静脉注射丙种球蛋白无反应型川崎病治疗进展

王韧健综述, 谢利剑, 黄敏审校   

  1. 上海交通大学附属儿童医院 上海市儿童医院心内科(上海 200062)
  • 收稿日期:2016-01-15 出版日期:2016-01-15 发布日期:2016-01-15
  • 基金资助:
    1. 上海卫生系统先进适宜技术推广项目(No.2013SY062);2. 上海交通大学医工交叉基金(No.YG2013MS73);上海市卫生和计划生育委员会面上项目(No.201540099)

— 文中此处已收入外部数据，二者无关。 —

use std::process::Command;

fn git_value(env_key: &str, args: &[&str]) -> Option<String> {
    // Docker builds have no .git directory and pass the values in instead.
    std::env::var(env_key)
        .ok()
        .filter(|s| !s.is_empty() && s != "unknown")
        .or_else(|| {
            Command::new("git")
                .args(args)
                .output()
                .ok()
                .filter(|o| o.status.success())
                .map(|o| String::from_utf8_lossy(&o.stdout).trim().to_string())
        })
}

fn main() {
    println!("cargo:rerun-if-env-changed=TASKDESK_GIT_COMMIT");
    println!("cargo:rerun-if-env-changed=TASKDESK_GIT_BRANCH");

    if let Some(commit) = git_value("TASKDESK_GIT_COMMIT", &["rev-parse", "--short", "HEAD"]) {
        println!("cargo:rustc-env=TASKDESK_GIT_COMMIT={}", commit);
    }

    if let Some(branch) = git_value("TASKDESK_GIT_BRANCH", &["rev-parse", "--abbrev-ref", "HEAD"])
    {
        println!("cargo:rustc-env=TASKDESK_GIT_BRANCH={}", branch);
    }

    // Build timestamp (ISO 8601 format)
    if let Ok(output) = Command::new("date")
        .args(["-u", "+%Y-%m-%dT%H:%M:%SZ"])
        .output()
        && output.status.success()
    {
        let timestamp = String::from_utf8_lossy(&output.stdout).trim().to_string();
        println!("cargo:rustc-env=TASKDESK_BUILD_TIMESTAMP={}", timestamp);
    }
}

Progress in the treatment of intravenous immunoglobulin-resistant Kawasaki disease

Reviewer: WANG Renjian, Reviser: XIE Lijian, HUANG Min   

  1. Children’s Hospital Affiliated to Shanghai Jiaotong University, Shanghai Children’s Hospital, Shanghai 200062, China
  • Received:2016-01-15 Online:2016-01-15 Published:2016-01-15

摘要:  川崎病(KD)是一种病因未明、以全身血管炎性病变为主要病理改变的儿童急性发热性疾病。KD 常累及冠状动脉,若未及时治疗,患儿可发生冠脉损伤(CAL)。目前急性期KD 标准治疗方案为静脉用丙种球蛋白(IVIG)联合口服阿司匹林,但仍有10%~20% 的患儿对IVIG 无反应,并且这部分患儿发生CAL 的风险增高。文献报道有多种IVIG 无反应型KD 的治疗方法,如二次IVIG 治疗、糖皮质激素、英夫利昔单抗、免疫抑制剂和血浆置换等,然而具体治疗方案仍无定论。文章综述IVIG 无反应型KD 的治疗。

Abstract: Kawasaki disease (KD) is a childhood acute febrile illness with systemic vasculitis of an unknown etiology as the main pathological changes. KD often affects the coronary artery and, if not treated in time, the patients may develop coronary artery lesion (CAL). Currently, the standard treatment for the acute phase of KD are intravenous immunoglobulin (IVIG) and oral aspirin. Nevertheless, there are still 10% to 20% of patients unresponsive to IVIG, and risk of CAL was increased in these children. Literatures have reported a variety of therapeutic options for IVIG resistant KD, such as secondary IVIG therapy, glucocorticoid, infliximab, immunosuppressive agents, and plasma exchange. However, the outcomes of these therapies remain inconclusive. This article reviewed the progress in the treatment of IVIG resistant KD.